So today was the first day of my 2-week clinical rotation at Mon General Hospital. I followed a Registered Dietitian around today, which included going on rounds and speaking to patients referred by a physician or nurse.  One simple clinical term I came across today was edema.  Edema is an abnormal accumulation of fluid in the intercellular tissue spaces or body cavities.  The edema I saw today was present in the feet and ankles, but edema can also be found on other places in the body, such as periorbitally, or around the eyes.  (I didn’t include a photo in this blog, but if you feel like googling “pitting edema,” go right ahead!)

Edema can happen when fluid intake exceeds fluid loss, and can lead to a rapid weight gain. Just a weight gain of 2.2 pounds can mean 1 liter of fluid retention.
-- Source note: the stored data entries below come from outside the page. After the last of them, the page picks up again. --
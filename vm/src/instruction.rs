use serde::Deserialize;
use serde::Serialize;

/// A jump target. Whitespace labels are bit strings; the assembler allows
/// arbitrary identifiers. Either way labels only compare by name.
#[derive(Debug, Clone, PartialEq, Eq, Hash, PartialOrd, Ord, Serialize, Deserialize)]
#[serde(transparent)]
pub struct Label(String);

impl Label {
    pub fn new(name: impl Into<String>) -> Self {
        Self(name.into())
    }

    /// Label decoded from whitespace bits, e.g. `[false, true]` -> `L01`.
    pub(crate) fn from_bits(bits: &[bool]) -> Self {
        let mut name = String::with_capacity(bits.len() + 1);
        name.push('L');
        name.extend(bits.iter().map(|bit| if *bit { '1' } else { '0' }));
        Self(name)
    }

    pub fn as_str(&self) -> &str {
        &self.0
    }
}

impl std::fmt::Display for Label {
    fn fmt(&self, f: &mut std::fmt::Formatter<'_>) -> std::fmt::Result {
        f.write_str(&self.0)
    }
}

#[derive(Debug, Clone, Copy, PartialEq, Eq)]
pub enum OperandKind {
    None,
    Number,
    Label,
}

/// Operation without its operand. Carries the fixed facts about every
/// instruction: assembly name, whitespace encoding and operand shape.
#[derive(Debug, Clone, Copy, PartialEq, Eq, Hash, PartialOrd, Ord)]
pub enum Opcode {
    Push,
    Duplicate,
    Copy,
    Swap,
    Discard,
    Slide,
    Add,
    Subtract,
    Multiply,
    Divide,
    Modulo,
    Store,
    Retrieve,
    Mark,
    Call,
    Jump,
    JumpIfZero,
    JumpIfNegative,
    Return,
    End,
    OutputChar,
    OutputNumber,
    ReadChar,
    ReadNumber,
}

impl Opcode {
    pub const ALL: [Opcode; 24] = [
        Opcode::Push,
        Opcode::Duplicate,
        Opcode::Copy,
        Opcode::Swap,
        Opcode::Discard,
        Opcode::Slide,
        Opcode::Add,
        Opcode::Subtract,
        Opcode::Multiply,
        Opcode::Divide,
        Opcode::Modulo,
        Opcode::Store,
        Opcode::Retrieve,
        Opcode::Mark,
        Opcode::Call,
        Opcode::Jump,
        Opcode::JumpIfZero,
        Opcode::JumpIfNegative,
        Opcode::Return,
        Opcode::End,
        Opcode::OutputChar,
        Opcode::OutputNumber,
        Opcode::ReadChar,
        Opcode::ReadNumber,
    ];

    pub fn mnemonic(self) -> &'static str {
        match self {
            Opcode::Push => "push",
            Opcode::Duplicate => "dup",
            Opcode::Copy => "copy",
            Opcode::Swap => "swap",
            Opcode::Discard => "drop",
            Opcode::Slide => "slide",
            Opcode::Add => "add",
            Opcode::Subtract => "sub",
            Opcode::Multiply => "mul",
            Opcode::Divide => "div",
            Opcode::Modulo => "mod",
            Opcode::Store => "store",
            Opcode::Retrieve => "retrieve",
            Opcode::Mark => "label",
            Opcode::Call => "call",
            Opcode::Jump => "jump",
            Opcode::JumpIfZero => "jz",
            Opcode::JumpIfNegative => "jn",
            Opcode::Return => "ret",
            Opcode::End => "end",
            Opcode::OutputChar => "putc",
            Opcode::OutputNumber => "putn",
            Opcode::ReadChar => "getc",
            Opcode::ReadNumber => "getn",
        }
    }

    pub fn from_mnemonic(name: &str) -> Option<Opcode> {
        Opcode::ALL.into_iter().find(|op| op.mnemonic() == name)
    }

    /// Instruction prefix spelled with `S` (space), `T` (tab) and `L`
    /// (linefeed). The set of encodings is prefix free.
    pub fn encoding(self) -> &'static str {
        match self {
            Opcode::Push => "SS",
            Opcode::Duplicate => "SLS",
            Opcode::Copy => "STS",
            Opcode::Swap => "SLT",
            Opcode::Discard => "SLL",
            Opcode::Slide => "STL",
            Opcode::Add => "TSSS",
            Opcode::Subtract => "TSST",
            Opcode::Multiply => "TSSL",
            Opcode::Divide => "TSTS",
            Opcode::Modulo => "TSTT",
            Opcode::Store => "TTS",
            Opcode::Retrieve => "TTT",
            Opcode::Mark => "LSS",
            Opcode::Call => "LST",
            Opcode::Jump => "LSL",
            Opcode::JumpIfZero => "LTS",
            Opcode::JumpIfNegative => "LTT",
            Opcode::Return => "LTL",
            Opcode::End => "LLL",
            Opcode::OutputChar => "TLSS",
            Opcode::OutputNumber => "TLST",
            Opcode::ReadChar => "TLTS",
            Opcode::ReadNumber => "TLTT",
        }
    }

    pub fn operand(self) -> OperandKind {
        match self {
            Opcode::Push | Opcode::Copy | Opcode::Slide => OperandKind::Number,
            Opcode::Mark
            | Opcode::Call
            | Opcode::Jump
            | Opcode::JumpIfZero
            | Opcode::JumpIfNegative => OperandKind::Label,
            _ => OperandKind::None,
        }
    }

    /// `copy` and `slide` arrived with whitespace 0.3; the `min` dialect
    /// sticks to the 0.2 set.
    pub fn in_minimal_set(self) -> bool {
        !matches!(self, Opcode::Copy | Opcode::Slide)
    }
}

impl std::fmt::Display for Opcode {
    fn fmt(&self, f: &mut std::fmt::Formatter<'_>) -> std::fmt::Result {
        f.write_str(self.mnemonic())
    }
}

#[derive(Debug, Clone, PartialEq, Eq, Serialize, Deserialize)]
#[serde(tag = "op", content = "arg", rename_all = "snake_case")]
pub enum Instruction {
    Push(i64),
    Duplicate,
    Copy(i64),
    Swap,
    Discard,
    Slide(i64),
    Add,
    Subtract,
    Multiply,
    Divide,
    Modulo,
    Store,
    Retrieve,
    Mark(Label),
    Call(Label),
    Jump(Label),
    JumpIfZero(Label),
    JumpIfNegative(Label),
    Return,
    End,
    OutputChar,
    OutputNumber,
    ReadChar,
    ReadNumber,
}

impl Instruction {
    pub fn opcode(&self) -> Opcode {
        match self {
            Instruction::Push(_) => Opcode::Push,
            Instruction::Duplicate => Opcode::Duplicate,
            Instruction::Copy(_) => Opcode::Copy,
            Instruction::Swap => Opcode::Swap,
            Instruction::Discard => Opcode::Discard,
            Instruction::Slide(_) => Opcode::Slide,
            Instruction::Add => Opcode::Add,
            Instruction::Subtract => Opcode::Subtract,
            Instruction::Multiply => Opcode::Multiply,
            Instruction::Divide => Opcode::Divide,
            Instruction::Modulo => Opcode::Modulo,
            Instruction::Store => Opcode::Store,
            Instruction::Retrieve => Opcode::Retrieve,
            Instruction::Mark(_) => Opcode::Mark,
            Instruction::Call(_) => Opcode::Call,
            Instruction::Jump(_) => Opcode::Jump,
            Instruction::JumpIfZero(_) => Opcode::JumpIfZero,
            Instruction::JumpIfNegative(_) => Opcode::JumpIfNegative,
            Instruction::Return => Opcode::Return,
            Instruction::End => Opcode::End,
            Instruction::OutputChar => Opcode::OutputChar,
            Instruction::OutputNumber => Opcode::OutputNumber,
            Instruction::ReadChar => Opcode::ReadChar,
            Instruction::ReadNumber => Opcode::ReadNumber,
        }
    }

    /// Builds an operand-less instruction. Returns `None` for opcodes that
    /// need a number or a label.
    pub fn bare(opcode: Opcode) -> Option<Instruction> {
        let instruction = match opcode {
            Opcode::Duplicate => Instruction::Duplicate,
            Opcode::Swap => Instruction::Swap,
            Opcode::Discard => Instruction::Discard,
            Opcode::Add => Instruction::Add,
            Opcode::Subtract => Instruction::Subtract,
            Opcode::Multiply => Instruction::Multiply,
            Opcode::Divide => Instruction::Divide,
            Opcode::Modulo => Instruction::Modulo,
            Opcode::Store => Instruction::Store,
            Opcode::Retrieve => Instruction::Retrieve,
            Opcode::Return => Instruction::Return,
            Opcode::End => Instruction::End,
            Opcode::OutputChar => Instruction::OutputChar,
            Opcode::OutputNumber => Instruction::OutputNumber,
            Opcode::ReadChar => Instruction::ReadChar,
            Opcode::ReadNumber => Instruction::ReadNumber,
            _ => return None,
        };
        Some(instruction)
    }

    pub fn with_number(opcode: Opcode, value: i64) -> Option<Instruction> {
        match opcode {
            Opcode::Push => Some(Instruction::Push(value)),
            Opcode::Copy => Some(Instruction::Copy(value)),
            Opcode::Slide => Some(Instruction::Slide(value)),
            _ => None,
        }
    }

    pub fn with_label(opcode: Opcode, label: Label) -> Option<Instruction> {
        match opcode {
            Opcode::Mark => Some(Instruction::Mark(label)),
            Opcode::Call => Some(Instruction::Call(label)),
            Opcode::Jump => Some(Instruction::Jump(label)),
            Opcode::JumpIfZero => Some(Instruction::JumpIfZero(label)),
            Opcode::JumpIfNegative => Some(Instruction::JumpIfNegative(label)),
            _ => None,
        }
    }

    pub fn number(&self) -> Option<i64> {
        match self {
            Instruction::Push(value) | Instruction::Copy(value) | Instruction::Slide(value) => {
                Some(*value)
            }
            _ => None,
        }
    }

    pub fn label(&self) -> Option<&Label> {
        match self {
            Instruction::Mark(label)
            | Instruction::Call(label)
            | Instruction::Jump(label)
            | Instruction::JumpIfZero(label)
            | Instruction::JumpIfNegative(label) => Some(label),
            _ => None,
        }
    }
}

impl std::fmt::Display for Instruction {
    fn fmt(&self, f: &mut std::fmt::Formatter<'_>) -> std::fmt::Result {
        let mnemonic = self.opcode().mnemonic();
        if let Some(value) = self.number() {
            write!(f, "{mnemonic} {value}")
        } else if let Some(label) = self.label() {
            write!(f, "{mnemonic} {label}")
        } else {
            f.write_str(mnemonic)
        }
    }
}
So if a patient has gained 25 pounds in the last week, it could mean that the patient has retained 11 liters of water in their intercellular tissue spaces or body cavities.

The disease states associated with edema include cardiac failure, hypoalbuminemia (albumin osmotic force- lower albumin releases water into tissue spaces), malnutrition, liver failure, or kidney failure.  These conditions can cause a patient’s body to hold onto excess sodium and water.  In heart failure, renal blood flow is decreased.  This leads to renal retention of sodium and water in order to increase blood flow.  In addition, edema can also be caused by rapid administration of fluids, especially intravenous (IV) fluids.  Edema is treated with diuretics, which can rid the body of excess water. Low-sodium diets can also given to the patients, at 2g or less per day.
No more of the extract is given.